Given information START
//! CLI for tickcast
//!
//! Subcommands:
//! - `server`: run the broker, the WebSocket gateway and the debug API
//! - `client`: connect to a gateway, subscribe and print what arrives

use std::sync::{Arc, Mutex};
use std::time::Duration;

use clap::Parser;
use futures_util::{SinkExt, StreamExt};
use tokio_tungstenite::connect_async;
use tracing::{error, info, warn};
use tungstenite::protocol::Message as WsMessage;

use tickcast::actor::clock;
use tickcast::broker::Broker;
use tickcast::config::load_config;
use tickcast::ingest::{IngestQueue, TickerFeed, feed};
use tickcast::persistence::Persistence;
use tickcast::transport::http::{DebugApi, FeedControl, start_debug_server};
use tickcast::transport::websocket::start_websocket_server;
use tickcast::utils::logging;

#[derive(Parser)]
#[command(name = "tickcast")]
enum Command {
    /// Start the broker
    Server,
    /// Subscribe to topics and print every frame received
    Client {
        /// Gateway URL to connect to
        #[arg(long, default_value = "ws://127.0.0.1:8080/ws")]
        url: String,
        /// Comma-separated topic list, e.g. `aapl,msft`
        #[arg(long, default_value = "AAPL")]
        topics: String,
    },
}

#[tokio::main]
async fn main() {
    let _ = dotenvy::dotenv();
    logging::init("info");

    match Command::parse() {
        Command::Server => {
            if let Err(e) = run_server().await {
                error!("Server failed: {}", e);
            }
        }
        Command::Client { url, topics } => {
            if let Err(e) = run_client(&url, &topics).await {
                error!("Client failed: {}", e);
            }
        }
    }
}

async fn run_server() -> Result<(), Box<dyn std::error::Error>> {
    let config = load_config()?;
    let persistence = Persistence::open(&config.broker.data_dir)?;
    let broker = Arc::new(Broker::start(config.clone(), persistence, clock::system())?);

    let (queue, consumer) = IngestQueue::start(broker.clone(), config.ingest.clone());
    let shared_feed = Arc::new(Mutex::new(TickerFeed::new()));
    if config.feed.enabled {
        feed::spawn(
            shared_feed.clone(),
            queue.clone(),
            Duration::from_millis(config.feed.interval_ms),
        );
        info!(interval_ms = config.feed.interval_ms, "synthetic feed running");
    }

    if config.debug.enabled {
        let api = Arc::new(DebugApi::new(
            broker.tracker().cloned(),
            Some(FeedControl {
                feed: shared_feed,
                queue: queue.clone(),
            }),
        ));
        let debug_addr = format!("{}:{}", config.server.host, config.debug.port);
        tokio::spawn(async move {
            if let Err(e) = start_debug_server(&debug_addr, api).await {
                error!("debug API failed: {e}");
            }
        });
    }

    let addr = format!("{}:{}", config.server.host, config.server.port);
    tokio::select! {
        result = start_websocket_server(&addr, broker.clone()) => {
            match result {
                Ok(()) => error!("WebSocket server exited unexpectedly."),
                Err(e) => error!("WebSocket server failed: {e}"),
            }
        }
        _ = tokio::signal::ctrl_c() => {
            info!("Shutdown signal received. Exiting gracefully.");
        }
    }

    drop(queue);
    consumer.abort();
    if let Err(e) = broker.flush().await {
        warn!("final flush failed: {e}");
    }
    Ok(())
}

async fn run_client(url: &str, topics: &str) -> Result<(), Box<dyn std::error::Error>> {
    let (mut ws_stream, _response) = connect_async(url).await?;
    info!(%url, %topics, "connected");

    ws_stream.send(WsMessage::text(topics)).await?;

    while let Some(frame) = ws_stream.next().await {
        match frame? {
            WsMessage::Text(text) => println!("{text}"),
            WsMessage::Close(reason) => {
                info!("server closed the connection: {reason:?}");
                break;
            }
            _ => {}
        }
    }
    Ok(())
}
Given information END
When you output the entries, keep every line exactly as it appears above.

- Result for this exercise
//! CLI for tickcast
//!
//! Subcommands:
//! - `server`: run the broker, the WebSocket gateway and the debug API
//! - `client`: connect to a gateway, subscribe and print what arrives

use std::sync::{Arc, Mutex};
use std::time::Duration;

use clap::Parser;
use futures_util::{SinkExt, StreamExt};
use tokio_tungstenite::connect_async;
use tracing::{error, info, warn};
use tungstenite::protocol::Message as WsMessage;

use tickcast::actor::clock;
use tickcast::broker::Broker;
use tickcast::config::load_config;
use tickcast::ingest::{IngestQueue, TickerFeed, feed};
use tickcast::persistence::Persistence;
use tickcast::transport::http::{DebugApi, FeedControl, start_debug_server};
use tickcast::transport::websocket::start_websocket_server;
use tickcast::utils::logging;

#[derive(Parser)]
#[command(name = "tickcast")]
enum Command {
    /// Start the broker
    Server,
    /// Subscribe to topics and print every frame received
    Client {
        /// Gateway URL to connect to
        #[arg(long, default_value = "ws://127.0.0.1:8080/ws")]
        url: String,
        /// Comma-separated topic list, e.g. `aapl,msft`
        #[arg(long, default_value = "AAPL")]
        topics: String,
    },
}

#[tokio::main]
async fn main() {
    let _ = dotenvy::dotenv();
    logging::init("info");

    match Command::parse() {
        Command::Server => {
            if let Err(e) = run_server().await {
                error!("Server failed: {}", e);
            }
        }
        Command::Client { url, topics } => {
            if let Err(e) = run_client(&url, &topics).await {
                error!("Client failed: {}", e);
            }
        }
    }
}

async fn run_server() -> Result<(), Box<dyn std::error::Error>> {
    let config = load_config()?;
    let persistence = Persistence::open(&config.broker.data_dir)?;
    let broker = Arc::new(Broker::start(config.clone(), persistence, clock::system())?);

    let (queue, consumer) = IngestQueue::start(broker.clone(), config.ingest.clone());
    let shared_feed = Arc::new(Mutex::new(TickerFeed::new()));
    if config.feed.enabled {
        feed::spawn(
            shared_feed.clone(),
            queue.clone(),
            Duration::from_millis(config.feed.interval_ms),
        );
        info!(interval_ms = config.feed.interval_ms, "synthetic feed running");
    }

    if config.debug.enabled {
        let api = Arc::new(DebugApi::new(
            broker.tracker().cloned(),
            Some(FeedControl {
                feed: shared_feed,
                queue: queue.clone(),
            }),
        ));
        let debug_addr = format!("{}:{}", config.server.host, config.debug.port);
        tokio::spawn(async move {
            if let Err(e) = start_debug_server(&debug_addr, api).await {
                error!("debug API failed: {e}");
            }
        });
    }

    let addr = format!("{}:{}", config.server.host, config.server.port);
    tokio::select! {
        result = start_websocket_server(&addr, broker.clone()) => {
            match result {
                Ok(()) => error!("WebSocket server exited unexpectedly."),
                Err(e) => error!("WebSocket server failed: {e}"),
            }
        }
        _ = tokio::signal::ctrl_c() => {
            info!("Shutdown signal received. Exiting gracefully.");
        }
    }

    drop(queue);
    consumer.abort();
    if let Err(e) = broker.flush().await {
        warn!("final flush failed: {e}");
    }
    Ok(())
}

async fn run_client(url: &str, topics: &str) -> Result<(), Box<dyn std::error::Error>> {
    let (mut ws_stream, _response) = connect_async(url).await?;
    info!(%url, %topics, "connected");

    ws_stream.send(WsMessage::text(topics)).await?;

    while let Some(frame) = ws_stream.next().await {
        match frame? {
            WsMessage::Text(text) => println!("{text}"),
            WsMessage::Close(reason) => {
                info!("server closed the connection: {reason:?}");
                break;
            }
            _ => {}
        }
    }
    Ok(())
}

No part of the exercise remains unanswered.